В это время телефонный звонок прерывает наш разговор. Начальник, сияя доброй улыбкой, разговаривает по телефону с ребенком:

— Значит, завтра едем? Только помни, чтоб уроки были сделаны с вечера.

Кладет трубку. Почти застенчиво:

— Это  я с дочкой… Видите, какая погода — май! Собираемся на дачу за город.  (Подразумевая между слов: «и ты могла бы так же…») Итак, решено? Вас  тоже дожидается матушка. (Значит, мама свободна!) Посидите здесь в  коридоре. Вас вызовет мой помощник и все оформит. А моя фамилия —  Тучков.

«Тучков! — вспоминаю я. — Главный следователь по церковным  делам, самое страшное имя. К нему-то пробивались и не могли пробиться  наши старушки по делу Новоселова».

— А как насчет  Бога? — подмигивает мне на прощанье весело Тучков. — Ну, ничего, ничего,  это пройдет у вас постепенно. Вы — жертва переходной эпохи, и вас  винить не приходится. Это не вина, а беда! Видите, какой я философ: вы  можете мне доверять.
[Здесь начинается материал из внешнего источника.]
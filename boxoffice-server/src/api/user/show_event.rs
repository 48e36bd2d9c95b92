use axum::{
    Json,
    extract::{Path, State},
    response::IntoResponse,
};

use super::UserApiError;
use crate::api::extractors::Caller;
use crate::api::summary_to_response;
use crate::state::AppState;

/// `GET /events/{event_id}` – read-only snapshot of one event, without
/// its ticket collection.
pub(super) async fn show_event(
    state: State<AppState>,
    _caller: Caller,
    Path(event_id): Path<String>,
) -> Result<impl IntoResponse, UserApiError> {
    let office = state.office.lock().await;
    let summary = office.event_details(&event_id)?;

    Ok(Json(summary_to_response(&summary)))
}
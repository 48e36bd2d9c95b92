//! Custom Axum extractors for request authentication.
//!
//! Provides:
//! - `Caller` – resolves the acting party from the `Boxoffice-Party`
//!   header, asserted by the fronting gateway (used by the User API).
//! - `AdminAuthorized` – verifies the `Boxoffice-Admin-Authorization`
//!   header against the argon2-hashed admin secret (used by the Admin
//!   API).

use axum::{
    extract::FromRequestParts,
    http::{StatusCode, request::Parts},
    response::{IntoResponse, Response},
};
use boxoffice_core::entities::PartyId;
use boxoffice_sdk::headers::{ADMIN_AUTH_HEADER, PARTY_HEADER};

use crate::state::AppState;

// ---------------------------------------------------------------------------
// Caller – party identity resolution
// ---------------------------------------------------------------------------

/// The acting party, resolved per call from the `Boxoffice-Party` header.
pub struct Caller(pub PartyId);

/// Errors that can occur while resolving the caller.
#[derive(Debug)]
pub enum CallerError {
    MissingHeader,
    InvalidHeader,
}

impl IntoResponse for CallerError {
    fn into_response(self) -> Response {
        let (status, message) = match self {
            CallerError::MissingHeader => {
                (StatusCode::UNAUTHORIZED, "missing Boxoffice-Party header")
            }
            CallerError::InvalidHeader => {
                (StatusCode::BAD_REQUEST, "invalid Boxoffice-Party header")
            }
        };
        (status, message).into_response()
    }
}

impl FromRequestParts<AppState> for Caller {
    type Rejection = CallerError;

    async fn from_request_parts(
        parts: &mut Parts,
        _state: &AppState,
    ) -> Result<Self, Self::Rejection> {
        let value = parts
            .headers
            .get(PARTY_HEADER)
            .ok_or(CallerError::MissingHeader)?
            .to_str()
            .map_err(|_| CallerError::InvalidHeader)?
            .trim();

        if value.is_empty() {
            return Err(CallerError::InvalidHeader);
        }

        Ok(Caller(PartyId::from(value)))
    }
}

// ---------------------------------------------------------------------------
// AdminAuthorized – admin secret verification
// ---------------------------------------------------------------------------

/// Marker extractor proving the request carried the valid admin secret.
///
/// Admin handlers list this before their other inputs so the access
/// check runs before any other validation.
pub struct AdminAuthorized;

/// Errors that can occur during admin authorization.
#[derive(Debug)]
pub enum AdminAuthError {
    MissingHeader,
    InvalidHeader,
    AccessDenied,
}

impl IntoResponse for AdminAuthError {
    fn into_response(self) -> Response {
        let (status, message) = match self {
            AdminAuthError::MissingHeader => (
                StatusCode::UNAUTHORIZED,
                "missing Boxoffice-Admin-Authorization header",
            ),
            AdminAuthError::InvalidHeader => (
                StatusCode::BAD_REQUEST,
                "invalid Boxoffice-Admin-Authorization header",
            ),
            AdminAuthError::AccessDenied => (StatusCode::FORBIDDEN, "access denied"),
        };
        (status, message).into_response()
    }
}

impl FromRequestParts<AppState> for AdminAuthorized {
    type Rejection = AdminAuthError;

    async fn from_request_parts(
        parts: &mut Parts,
        state: &AppState,
    ) -> Result<Self, Self::Rejection> {
        let value = parts
            .headers
            .get(ADMIN_AUTH_HEADER)
            .ok_or(AdminAuthError::MissingHeader)?
            .to_str()
            .map_err(|_| AdminAuthError::InvalidHeader)?;

        if !state.admin_auth.verify_secret(value) {
            return Err(AdminAuthError::AccessDenied);
        }

        Ok(AdminAuthorized)
    }
}
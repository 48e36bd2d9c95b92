//! Notice type definitions.

use crate::entities::{EventId, EventStatus, PartyId};
use time::OffsetDateTime;

/// A fact about a completed operation, emitted on the notice channel.
#[derive(Debug, Clone)]
pub enum Notice {
    /// A new event entered the catalog.
    EventCreated {
        event_id: EventId,
        name: String,
        creator: PartyId,
        event_date: OffsetDateTime,
        status: EventStatus,
    },

    /// The event's registration status flipped.
    RegistrationToggled {
        event_id: EventId,
        status: EventStatus,
    },

    /// A ticket was issued. `price` is the amount retained; any excess
    /// payment was refunded separately over the rail.
    TicketPurchased {
        buyer: PartyId,
        event_id: EventId,
        price: u64,
    },

    /// A ticket was cancelled and its price refunded.
    TicketCancelled {
        buyer: PartyId,
        event_id: EventId,
        refunded: u64,
    },

    /// An invocation matched no known operation. Captured and reported
    /// rather than rejected outright – the one fail-open path.
    UnmatchedCall {
        caller: Option<PartyId>,
        payload: String,
    },
}
use axum::{
    Json,
    extract::{Path, State},
    response::IntoResponse,
};

use super::UserApiError;
use crate::api::extractors::Caller;
use crate::api::ticket_to_response;
use crate::state::AppState;

/// `GET /events/{event_id}/tickets/me` – the caller's ticket, if any.
///
/// A pure read; the position of the ticket inside the collection is an
/// internal detail and is not exposed.
pub(super) async fn my_ticket(
    state: State<AppState>,
    Caller(party): Caller,
    Path(event_id): Path<String>,
) -> Result<impl IntoResponse, UserApiError> {
    let office = state.office.lock().await;
    match office.user_ticket(&event_id, &party) {
        Some((_, ticket)) => Ok(Json(ticket_to_response(ticket))),
        None => Err(UserApiError::NoTicket),
    }
}
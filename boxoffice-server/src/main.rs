//! Boxoffice Server
//!
//! A headless box office for ticketed events.

mod api;
mod config;
mod server;
mod shutdown;
mod state;

use boxoffice_core::events::notice_channel;
use boxoffice_core::office::BoxOffice;
use boxoffice_core::payments::RailOverHttp;
use boxoffice_core::processors::NoticeRelay;
use boxoffice_core::utils::clock::SystemClock;
use clap::Parser;
use config::ConfigLoader;
use server::{build_router, run_server};
use state::AppState;
use std::net::SocketAddr;
use std::path::PathBuf;
use std::sync::Arc;
use tokio::sync::watch;
use tracing_subscriber::{EnvFilter, layer::SubscriberExt, util::SubscriberInitExt};

/// Boxoffice - headless box office for ticketed events
#[derive(Parser, Debug)]
#[command(name = "boxoffice-server")]
#[command(version, about, long_about = None)]
struct Args {
    /// Path to the configuration file
    #[arg(short, long, default_value = "./boxoffice-config.toml")]
    config: PathBuf,

    /// Override the listen address (e.g., 0.0.0.0:3000)
    #[arg(short, long)]
    listen: Option<SocketAddr>,
}

#[tokio::main]
async fn main() -> anyhow::Result<()> {
    // Initialize tracing
    init_tracing();

    // Parse command line arguments
    let args = Args::parse();

    tracing::info!("Starting boxoffice-server v{}", env!("CARGO_PKG_VERSION"));

    // Load configuration
    let config_loader = ConfigLoader::new(&args.config, args.listen);
    let runtime = config_loader.load().map_err(|e| {
        tracing::error!("Failed to load configuration: {}", e);
        e
    })?;

    let listen_addr = runtime.listen;
    tracing::info!("Configuration loaded from {:?}", args.config);

    // Notice channel and the relay draining it into the log
    let (notice_tx, notice_rx) = notice_channel();
    let (relay_shutdown_tx, relay_shutdown_rx) = watch::channel(false);
    let relay_handle = tokio::spawn(NoticeRelay::new(notice_rx, relay_shutdown_rx).run());

    // The office, wired to the HTTP settlement rail and the wall clock
    let rail = Arc::new(RailOverHttp::new(runtime.rail_endpoint.clone()));
    let office = BoxOffice::new(runtime.office, rail, Arc::new(SystemClock), notice_tx);

    // Create application state
    let state = AppState::new(office, runtime.admin_auth);

    // Build the router
    let router = build_router(state);

    // Run the server
    tracing::info!("Starting HTTP server on {}", listen_addr);
    let result = run_server(router, listen_addr).await;

    // Stop the notice relay
    let _ = relay_shutdown_tx.send(true);
    let _ = relay_handle.await;

    tracing::info!("Server shutdown complete");
    result.map_err(Into::into)
}

/// Initialize the tracing subscriber with environment-based filtering.
fn init_tracing() {
    let filter = EnvFilter::try_from_default_env().unwrap_or_else(|_| EnvFilter::new("info"));

    tracing_subscriber::registry()
        .with(filter)
        .with(tracing_subscriber::fmt::layer())
        .init();
}
//! NoticeRelay processor.
//!
//! The NoticeRelay is responsible for:
//! - Receiving notices from the office's channel
//! - Writing each notice to the structured log
//! - Shutting down when the watch signal flips
//!
//! It is the in-scope delivery surface for notifications; anything
//! heavier (webhooks, mail) would hang off the same receiver.

use crate::events::Notice;
use crate::events::NoticeReceiver;
use tokio::sync::watch;
use tracing::info;

/// Drains the notice channel into the log.
pub struct NoticeRelay {
    notice_rx: NoticeReceiver,
    shutdown_rx: watch::Receiver<bool>,
}

impl NoticeRelay {
    /// Create a new NoticeRelay.
    ///
    /// * `notice_rx` - Receiver for office notices
    /// * `shutdown_rx` - Receiver for the shutdown signal
    pub fn new(notice_rx: NoticeReceiver, shutdown_rx: watch::Receiver<bool>) -> Self {
        Self {
            notice_rx,
            shutdown_rx,
        }
    }

    /// Run the NoticeRelay until shutdown or channel close.
    pub async fn run(mut self) {
        info!("NoticeRelay started");

        loop {
            tokio::select! {
                biased;

                _ = self.shutdown_rx.changed() => {
                    if *self.shutdown_rx.borrow() {
                        info!("NoticeRelay received shutdown signal");
                        break;
                    }
                }

                Some(notice) = self.notice_rx.recv() => {
                    log_notice(&notice);
                }

                else => {
                    info!("Notice channel closed");
                    break;
                }
            }
        }

        info!("NoticeRelay shutdown complete");
    }
}

fn log_notice(notice: &Notice) {
    match notice {
        Notice::EventCreated {
            event_id,
            name,
            creator,
            event_date,
            status,
        } => {
            info!(
                event_id = %event_id,
                name = %name,
                creator = %creator,
                event_date = %event_date,
                status = ?status,
                "Event created"
            );
        }
        Notice::RegistrationToggled { event_id, status } => {
            info!(event_id = %event_id, status = ?status, "Registration toggled");
        }
        Notice::TicketPurchased {
            buyer,
            event_id,
            price,
        } => {
            info!(buyer = %buyer, event_id = %event_id, price, "Ticket purchased");
        }
        Notice::TicketCancelled {
            buyer,
            event_id,
            refunded,
        } => {
            info!(buyer = %buyer, event_id = %event_id, refunded, "Ticket cancelled");
        }
        Notice::UnmatchedCall { caller, payload } => {
            info!(
                caller = caller.as_ref().map(|c| c.as_str()),
                payload = %payload,
                "Unmatched call"
            );
        }
    }
}

#[cfg(test)]
mod tests {
    use super::*;
    use crate::entities::{EventId, PartyId};
    use crate::events::notice_channel;

    #[tokio::test]
    async fn test_relay_stops_on_shutdown_signal() {
        let (notice_tx, notice_rx) = notice_channel();
        let (shutdown_tx, shutdown_rx) = watch::channel(false);

        let relay = NoticeRelay::new(notice_rx, shutdown_rx);
        let handle = tokio::spawn(relay.run());

        let _ = notice_tx
            .send(Notice::TicketPurchased {
                buyer: PartyId::from("alice"),
                event_id: EventId::derived(1),
                price: 500,
            })
            .await;

        let _ = shutdown_tx.send(true);
        assert!(handle.await.is_ok());
    }

    #[tokio::test]
    async fn test_relay_stops_when_channel_closes() {
        let (notice_tx, notice_rx) = notice_channel();
        let (_shutdown_tx, shutdown_rx) = watch::channel(false);

        let relay = NoticeRelay::new(notice_rx, shutdown_rx);
        let handle = tokio::spawn(relay.run());

        drop(notice_tx);
        assert!(handle.await.is_ok());
    }
}
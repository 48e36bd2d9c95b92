//! Event API request and response types.

use compact_str::CompactString;
use serde::{Deserialize, Serialize};

/// Registration status of an event.
#[derive(Debug, Clone, Copy, PartialEq, Eq, Hash, Serialize, Deserialize)]
#[serde(rename_all = "lowercase")]
pub enum EventStatus {
    Active,
    Paused,
}

/// Request body for creating a new event.
///
/// Sent by the admin dashboard. The creator is taken from the
/// authenticated caller, never from the body.
#[derive(Debug, Clone, PartialEq, Eq, Hash, Serialize, Deserialize)]
pub struct CreateEventRequest {
    pub name: String,
    /// Maximum number of tickets that may be issued.
    pub ticket_limit: u32,
    /// Ticket price in the smallest currency unit.
    pub price: u64,
    /// Scheduled date of the event as unix seconds.
    pub event_date: i64,
}

/// Response returned after an event is created.
#[derive(Debug, Clone, Serialize, Deserialize)]
pub struct EventCreatedResponse {
    pub event_id: CompactString,
}

/// The full insertion-ordered list of event identifiers.
#[derive(Debug, Clone, Serialize, Deserialize)]
pub struct EventListResponse {
    pub event_ids: Vec<CompactString>,
}

/// Read-only snapshot of one event, without its ticket collection.
#[derive(Debug, Clone, Serialize, Deserialize)]
pub struct EventSummaryResponse {
    pub event_id: CompactString,
    pub creator: CompactString,
    pub name: String,
    pub ticket_limit: u32,
    /// Ticket price in the smallest currency unit.
    pub price: u64,
    /// Scheduled date of the event as unix seconds.
    pub event_date: i64,
    pub status: EventStatus,
    /// Number of tickets currently issued.
    pub tickets_sold: u32,
}

/// Request body for pausing or resuming ticket registration.
#[derive(Debug, Clone, Copy, PartialEq, Eq, Hash, Serialize, Deserialize)]
pub struct ToggleRegistrationRequest {
    pub status: EventStatus,
}
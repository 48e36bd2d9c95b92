//! Axum server setup and router configuration.

use crate::api;
use crate::shutdown::shutdown_signal;
use crate::state::AppState;
use axum::extract::{Request, State};
use axum::{Json, Router, http::StatusCode, response::IntoResponse, routing::get};
use boxoffice_core::entities::PartyId;
use boxoffice_sdk::headers::PARTY_HEADER;
use serde::Serialize;
use std::net::SocketAddr;
use tokio::net::TcpListener;

/// Largest request body the fallback will echo into the log.
const FALLBACK_BODY_LIMIT: usize = 4096;

/// Build the main application router.
pub fn build_router(state: AppState) -> Router {
    Router::new()
        // Health check endpoint
        .route("/health", get(health_check))
        // User and admin APIs
        .nest("/api/v1", api::user::router())
        .nest("/api/v1/admin", api::admin::router())
        // Anything else is an unmatched call: captured, not rejected silently
        .fallback(unmatched_call)
        // Add state to all routes
        .with_state(state)
}

/// Health check response.
#[derive(Serialize)]
struct HealthResponse {
    status: &'static str,
    version: &'static str,
}

/// Simple health check - returns OK if the server is running.
async fn health_check() -> impl IntoResponse {
    Json(HealthResponse {
        status: "healthy",
        version: env!("CARGO_PKG_VERSION"),
    })
}

/// Fallback for invocations that match no known operation.
///
/// Fail-open logging path: the call is captured and reported as a
/// notice, then answered with 404. This is deliberately different from
/// the fail-closed validation in the real operations.
async fn unmatched_call(State(state): State<AppState>, req: Request) -> impl IntoResponse {
    let caller = req
        .headers()
        .get(PARTY_HEADER)
        .and_then(|value| value.to_str().ok())
        .map(PartyId::from);

    let method = req.method().clone();
    let uri = req.uri().clone();
    let body = axum::body::to_bytes(req.into_body(), FALLBACK_BODY_LIMIT)
        .await
        .map(|bytes| String::from_utf8_lossy(&bytes).into_owned())
        .unwrap_or_default();

    let payload = if body.is_empty() {
        format!("{method} {uri}")
    } else {
        format!("{method} {uri} {body}")
    };

    state.office.lock().await.log_unmatched_call(caller, payload).await;

    (StatusCode::NOT_FOUND, "no such operation")
}

/// Run the server with graceful shutdown support.
pub async fn run_server(router: Router, addr: SocketAddr) -> Result<(), std::io::Error> {
    let listener = TcpListener::bind(addr).await?;
    tracing::info!("Server listening on {}", addr);

    axum::serve(listener, router)
        .with_graceful_shutdown(shutdown_signal())
        .await
}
Он трясет мне руку, и я одна без  конвоира выхожу в коридор. Почти свободна… Все в голове моей медленно и  тяжело кружится: стены, пол, мои мысли, сомнения, надежды… Это же  крупный чиновник, он не опустится до прямой лжи, это не тот развинченный  юноша. Решиться ему поверить?

Из противоположной двери в коридор  выходит священник. Он идет со скромным достоинством, в летней соломенной  шляпе, в темно-лиловом подряснике и с золотым крестом на груди. С ним  нет конвоира. У дверей кабинета, откуда он вышел, с ним прощается  вежливо за руку маленький, черный, сурового вида человек. Священник  неторопливо уходит по плюшевым дорожкам. Он приходил сюда как свободный и  на свободу, конечно, уходит… Значит, он… Меня начинает колотить мелкая  дрожь.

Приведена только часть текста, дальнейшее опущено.